## [Your instructions]
Check each line of the records below for the string "Serializes", then state how many lines contain it, with no other output.

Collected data
---*---

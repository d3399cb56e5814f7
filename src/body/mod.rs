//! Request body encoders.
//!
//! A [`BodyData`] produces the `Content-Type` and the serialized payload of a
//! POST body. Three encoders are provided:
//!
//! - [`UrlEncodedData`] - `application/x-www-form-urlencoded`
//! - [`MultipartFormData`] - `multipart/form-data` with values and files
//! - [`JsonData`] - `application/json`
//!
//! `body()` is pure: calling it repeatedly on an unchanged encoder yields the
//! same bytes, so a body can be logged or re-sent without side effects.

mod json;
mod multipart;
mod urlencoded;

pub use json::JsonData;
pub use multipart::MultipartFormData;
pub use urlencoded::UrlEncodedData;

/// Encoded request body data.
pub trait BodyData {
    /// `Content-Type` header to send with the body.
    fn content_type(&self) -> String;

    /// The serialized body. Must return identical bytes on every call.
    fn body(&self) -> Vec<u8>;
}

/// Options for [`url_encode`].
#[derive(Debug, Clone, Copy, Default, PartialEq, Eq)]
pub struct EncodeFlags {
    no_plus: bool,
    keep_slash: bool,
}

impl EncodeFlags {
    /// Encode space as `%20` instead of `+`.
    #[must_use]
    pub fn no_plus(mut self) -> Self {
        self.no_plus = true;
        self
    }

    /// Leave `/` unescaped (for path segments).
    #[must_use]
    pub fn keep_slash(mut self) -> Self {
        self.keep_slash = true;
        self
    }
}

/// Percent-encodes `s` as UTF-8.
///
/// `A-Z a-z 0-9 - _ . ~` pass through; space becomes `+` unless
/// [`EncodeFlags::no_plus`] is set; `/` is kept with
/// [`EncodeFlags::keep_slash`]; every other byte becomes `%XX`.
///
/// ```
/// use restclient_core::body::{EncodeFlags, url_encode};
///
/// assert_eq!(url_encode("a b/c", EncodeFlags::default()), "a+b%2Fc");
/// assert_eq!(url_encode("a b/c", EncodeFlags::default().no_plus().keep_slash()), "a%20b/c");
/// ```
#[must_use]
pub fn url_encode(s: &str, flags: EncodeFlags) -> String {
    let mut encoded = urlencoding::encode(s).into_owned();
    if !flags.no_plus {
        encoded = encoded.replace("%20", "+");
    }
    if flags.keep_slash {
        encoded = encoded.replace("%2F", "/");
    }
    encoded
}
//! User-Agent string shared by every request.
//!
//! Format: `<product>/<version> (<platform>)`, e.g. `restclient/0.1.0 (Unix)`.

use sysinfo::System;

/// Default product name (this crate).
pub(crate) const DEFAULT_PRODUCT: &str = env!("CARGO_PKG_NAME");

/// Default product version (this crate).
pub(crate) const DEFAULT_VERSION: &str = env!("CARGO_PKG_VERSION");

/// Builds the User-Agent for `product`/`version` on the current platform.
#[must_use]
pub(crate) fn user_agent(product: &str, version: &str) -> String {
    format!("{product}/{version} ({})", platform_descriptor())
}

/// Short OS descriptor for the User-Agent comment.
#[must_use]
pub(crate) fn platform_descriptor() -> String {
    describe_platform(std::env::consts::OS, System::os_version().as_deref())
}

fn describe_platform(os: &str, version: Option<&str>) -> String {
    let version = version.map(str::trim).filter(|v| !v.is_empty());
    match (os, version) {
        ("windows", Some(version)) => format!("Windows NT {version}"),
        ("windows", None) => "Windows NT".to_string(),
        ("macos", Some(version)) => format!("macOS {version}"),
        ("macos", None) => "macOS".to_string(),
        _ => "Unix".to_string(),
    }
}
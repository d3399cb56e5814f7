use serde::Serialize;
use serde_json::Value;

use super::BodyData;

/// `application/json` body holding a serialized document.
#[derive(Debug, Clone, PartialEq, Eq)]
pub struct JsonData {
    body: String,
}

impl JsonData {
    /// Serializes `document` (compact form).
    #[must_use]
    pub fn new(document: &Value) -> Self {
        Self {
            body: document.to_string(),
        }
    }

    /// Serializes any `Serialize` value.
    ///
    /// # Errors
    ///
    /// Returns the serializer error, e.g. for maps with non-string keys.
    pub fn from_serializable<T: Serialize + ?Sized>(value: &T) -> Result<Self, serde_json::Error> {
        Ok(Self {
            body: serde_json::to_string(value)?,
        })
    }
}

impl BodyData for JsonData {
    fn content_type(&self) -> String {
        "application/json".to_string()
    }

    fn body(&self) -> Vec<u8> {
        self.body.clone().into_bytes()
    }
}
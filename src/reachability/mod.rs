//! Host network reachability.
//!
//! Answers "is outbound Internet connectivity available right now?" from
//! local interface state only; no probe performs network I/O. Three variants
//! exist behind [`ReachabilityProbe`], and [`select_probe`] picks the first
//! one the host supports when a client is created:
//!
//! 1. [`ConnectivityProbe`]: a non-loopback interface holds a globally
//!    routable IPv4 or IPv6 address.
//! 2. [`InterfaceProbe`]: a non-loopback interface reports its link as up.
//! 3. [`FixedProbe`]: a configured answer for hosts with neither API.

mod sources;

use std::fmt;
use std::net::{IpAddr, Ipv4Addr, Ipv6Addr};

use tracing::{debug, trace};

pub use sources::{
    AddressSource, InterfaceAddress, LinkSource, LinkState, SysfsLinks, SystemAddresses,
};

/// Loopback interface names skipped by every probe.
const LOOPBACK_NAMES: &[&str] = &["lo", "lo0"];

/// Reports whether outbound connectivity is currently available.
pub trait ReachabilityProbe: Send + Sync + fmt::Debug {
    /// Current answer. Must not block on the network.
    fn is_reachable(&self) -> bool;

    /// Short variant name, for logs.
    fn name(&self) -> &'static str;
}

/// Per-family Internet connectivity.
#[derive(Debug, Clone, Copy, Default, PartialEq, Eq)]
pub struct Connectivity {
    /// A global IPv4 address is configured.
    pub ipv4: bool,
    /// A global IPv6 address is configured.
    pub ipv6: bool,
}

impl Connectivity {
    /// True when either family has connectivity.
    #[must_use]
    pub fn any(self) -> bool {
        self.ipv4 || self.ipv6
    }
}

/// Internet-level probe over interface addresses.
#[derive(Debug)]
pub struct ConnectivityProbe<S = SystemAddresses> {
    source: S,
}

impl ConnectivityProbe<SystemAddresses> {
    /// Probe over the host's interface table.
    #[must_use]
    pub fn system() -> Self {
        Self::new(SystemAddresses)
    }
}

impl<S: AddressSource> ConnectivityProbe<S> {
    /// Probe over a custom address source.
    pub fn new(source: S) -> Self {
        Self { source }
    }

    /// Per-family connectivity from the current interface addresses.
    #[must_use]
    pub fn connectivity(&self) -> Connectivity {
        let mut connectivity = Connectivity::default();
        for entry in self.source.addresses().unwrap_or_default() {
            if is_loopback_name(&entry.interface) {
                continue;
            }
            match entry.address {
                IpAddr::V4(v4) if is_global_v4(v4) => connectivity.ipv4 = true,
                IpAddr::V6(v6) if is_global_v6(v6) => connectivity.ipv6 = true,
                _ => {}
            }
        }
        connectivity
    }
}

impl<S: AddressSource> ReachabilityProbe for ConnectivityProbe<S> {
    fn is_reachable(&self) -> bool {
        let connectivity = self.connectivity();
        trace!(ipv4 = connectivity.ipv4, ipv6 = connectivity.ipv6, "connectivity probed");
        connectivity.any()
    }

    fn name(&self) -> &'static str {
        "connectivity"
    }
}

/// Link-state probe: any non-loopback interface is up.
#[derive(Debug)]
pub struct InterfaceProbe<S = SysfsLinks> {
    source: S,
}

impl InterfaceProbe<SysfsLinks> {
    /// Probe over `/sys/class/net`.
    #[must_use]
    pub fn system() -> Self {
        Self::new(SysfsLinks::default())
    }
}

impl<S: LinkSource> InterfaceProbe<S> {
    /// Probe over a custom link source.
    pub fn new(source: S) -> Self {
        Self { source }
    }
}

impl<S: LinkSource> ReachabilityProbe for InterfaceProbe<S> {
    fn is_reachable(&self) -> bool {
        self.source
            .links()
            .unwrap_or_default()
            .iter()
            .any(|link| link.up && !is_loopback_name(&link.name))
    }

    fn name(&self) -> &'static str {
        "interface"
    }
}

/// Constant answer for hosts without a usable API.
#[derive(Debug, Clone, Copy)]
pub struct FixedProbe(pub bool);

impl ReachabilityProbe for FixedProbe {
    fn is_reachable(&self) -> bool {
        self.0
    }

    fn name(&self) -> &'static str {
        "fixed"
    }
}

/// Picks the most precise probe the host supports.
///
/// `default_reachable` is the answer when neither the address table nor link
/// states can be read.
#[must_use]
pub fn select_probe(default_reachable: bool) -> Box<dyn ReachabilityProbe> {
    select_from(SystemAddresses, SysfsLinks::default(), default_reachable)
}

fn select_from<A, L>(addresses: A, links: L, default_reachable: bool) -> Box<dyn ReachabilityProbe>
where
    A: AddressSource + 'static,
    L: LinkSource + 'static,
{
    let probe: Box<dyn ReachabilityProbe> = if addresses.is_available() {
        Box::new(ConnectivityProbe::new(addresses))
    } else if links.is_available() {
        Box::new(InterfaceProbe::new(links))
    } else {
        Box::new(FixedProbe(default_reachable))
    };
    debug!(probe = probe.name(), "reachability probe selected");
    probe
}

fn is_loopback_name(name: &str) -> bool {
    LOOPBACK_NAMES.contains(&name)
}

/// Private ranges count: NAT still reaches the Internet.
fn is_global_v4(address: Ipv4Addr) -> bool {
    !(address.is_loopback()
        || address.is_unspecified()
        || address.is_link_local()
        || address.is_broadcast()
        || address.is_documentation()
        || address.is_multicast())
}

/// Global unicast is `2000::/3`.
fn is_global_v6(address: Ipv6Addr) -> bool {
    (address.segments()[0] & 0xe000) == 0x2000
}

---*---

## [Output]
2